[Aim of the task] Print, in exact form, the lines below from the one containing "struct FlagMap;" through the one containing "use clap::Parser;", and omit all others.
-.-.-
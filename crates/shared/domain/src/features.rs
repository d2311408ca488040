use bitflags::bitflags;
use serde::de::{MapAccess, Visitor};
use serde::ser::SerializeMap;
use serde::{Deserialize, Deserializer, Serialize, Serializer};
use std::fmt;

bitflags! {
    /// Dashboard features a variant turns on.
    #[derive(Debug, Clone, Copy, PartialEq, Eq, PartialOrd, Ord, Hash)]
    pub struct FeatureSet: u32 {
        const CRYPTO_MARKETS = 1 << 0;
        const GLOBAL_CONFLICTS = 1 << 1;
        const NATO_TRACKER = 1 << 2;
        const MIDDLE_EAST = 1 << 3;
        const BORDER_MONITOR = 1 << 4;
        const MEKONG_MONITOR = 1 << 5;
        const ASEAN_NEWS = 1 << 6;
        const ECONOMIC_CORRIDORS = 1 << 7;
    }
}

/// Host-facing flag names, in display order.
pub const FEATURE_NAMES: [(&str, FeatureSet); 8] = [
    ("showCryptoMarkets", FeatureSet::CRYPTO_MARKETS),
    ("showGlobalConflicts", FeatureSet::GLOBAL_CONFLICTS),
    ("showNATOTracker", FeatureSet::NATO_TRACKER),
    ("showMiddleEast", FeatureSet::MIDDLE_EAST),
    ("showBorderMonitor", FeatureSet::BORDER_MONITOR),
    ("showMekongMonitor", FeatureSet::MEKONG_MONITOR),
    ("showASEANNews", FeatureSet::ASEAN_NEWS),
    ("showEconomicCorridors", FeatureSet::ECONOMIC_CORRIDORS),
];

impl FeatureSet {
    /// Resolves a flag name.
    ///
    /// Matching ignores ASCII case, `_` and `-`, so `showBorderMonitor`,
    /// `show_border_monitor` and `SHOW-BORDER-MONITOR` all name the same flag.
    #[must_use]
    pub fn lookup(name: &str) -> Option<Self> {
        FEATURE_NAMES
            .iter()
            .find(|(candidate, _)| same_flag_name(candidate, name))
            .map(|&(_, flag)| flag)
    }

    /// Every flag paired with whether it is set, in display order.
    pub fn entries(self) -> impl Iterator<Item = (&'static str, bool)> {
        FEATURE_NAMES.into_iter().map(move |(name, flag)| (name, self.contains(flag)))
    }
}

fn same_flag_name(a: &str, b: &str) -> bool {
    let significant = |s: &str| {
        s.chars()
            .filter(|c| *c != '_' && *c != '-')
            .map(|c| c.to_ascii_lowercase())
            .collect::<Vec<_>>()
    };
    significant(a) == significant(b)
}

impl From<u32> for FeatureSet {
    fn from(bits: u32) -> Self {
        Self::from_bits_truncate(bits)
    }
}

impl Serialize for FeatureSet {
    fn serialize<S>(&self, serializer: S) -> Result<S::Ok, S::Error>
    where
        S: Serializer,
    {
        let mut map = serializer.serialize_map(Some(FEATURE_NAMES.len()))?;
        for (name, enabled) in self.entries() {
            map.serialize_entry(name, &enabled)?;
        }
        map.end()
    }
}

impl<'de> Deserialize<'de> for FeatureSet {
    fn deserialize<D>(deserializer: D) -> Result<Self, D::Error>
    where
        D: Deserializer<'de>,
    {
        struct FlagMap;

        impl<'de> Visitor<'de> for FlagMap {
            type Value = FeatureSet;

            fn expecting(&self, f: &mut fmt::Formatter<'_>) -> fmt::Result {
                f.write_str("a map of feature flag names to booleans")
            }

            fn visit_map<A>(self, mut access: A) -> Result<Self::Value, A::Error>
            where
                A: MapAccess<'de>,
            {
                let mut set = FeatureSet::empty();
                while let Some((name, enabled)) = access.next_entry::<String, bool>()? {
                    let flag = FeatureSet::lookup(&name).ok_or_else(|| {
                        serde::de::Error::custom(format!("unknown feature flag `{name}`"))
                    })?;
                    set.set(flag, enabled);
                }
                Ok(set)
            }
        }

        deserializer.deserialize_map(FlagMap)
    }
}
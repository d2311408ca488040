mod args;
mod handlers;

use crate::args::Cli;
use anyhow::Context;
use clap::Parser;
use std::io;
use tracing::info;
use wmon::domain::config::{LoggingConfig, MonitorConfig};
use wmon::kernel::config::load_config;
use wmon_logger::{Logger, LoggerBuilder};

fn main() -> anyhow::Result<()> {
    let cli = Cli::parse();

    let mut config: MonitorConfig =
        load_config(cli.config.as_deref()).context("Configuration is malformed")?;
    if let Some(variant) = cli.variant {
        config.variant = variant;
    }

    let _log = init_logger(&config.logging)?;

    // Loading happens before a subscriber exists, so its outcome is reported here.
    info!(
        path = ?cli.config,
        variant = %config.variant,
        overrides = config.features.len(),
        "Configuration loaded"
    );

    let stdin = io::stdin();
    let stdout = io::stdout();
    handlers::run(cli.command, &config, stdin.lock(), &mut stdout.lock())
}

/// Logging is skipped entirely when both console and file output are off.
fn init_logger(settings: &LoggingConfig) -> anyhow::Result<Option<Logger>> {
    if !settings.console && settings.directory.is_none() {
        return Ok(None);
    }
    LoggerBuilder::from_config(env!("CARGO_PKG_NAME"), settings)?
        .init()
        .map(Some)
        .context("Failed to initialize logging")
}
-.-.-
[Response]
        struct FlagMap;

        impl<'de> Visitor<'de> for FlagMap {
            type Value = FeatureSet;

            fn expecting(&self, f: &mut fmt::Formatter<'_>) -> fmt::Result {
                f.write_str("a map of feature flag names to booleans")
            }

            fn visit_map<A>(self, mut access: A) -> Result<Self::Value, A::Error>
            where
                A: MapAccess<'de>,
            {
                let mut set = FeatureSet::empty();
                while let Some((name, enabled)) = access.next_entry::<String, bool>()? {
                    let flag = FeatureSet::lookup(&name).ok_or_else(|| {
                        serde::de::Error::custom(format!("unknown feature flag `{name}`"))
                    })?;
                    set.set(flag, enabled);
                }
                Ok(set)
            }
        }

        deserializer.deserialize_map(FlagMap)
    }
}
repository d2311408ca488040
mod args;
mod handlers;

use crate::args::Cli;
use anyhow::Context;
use clap::Parser;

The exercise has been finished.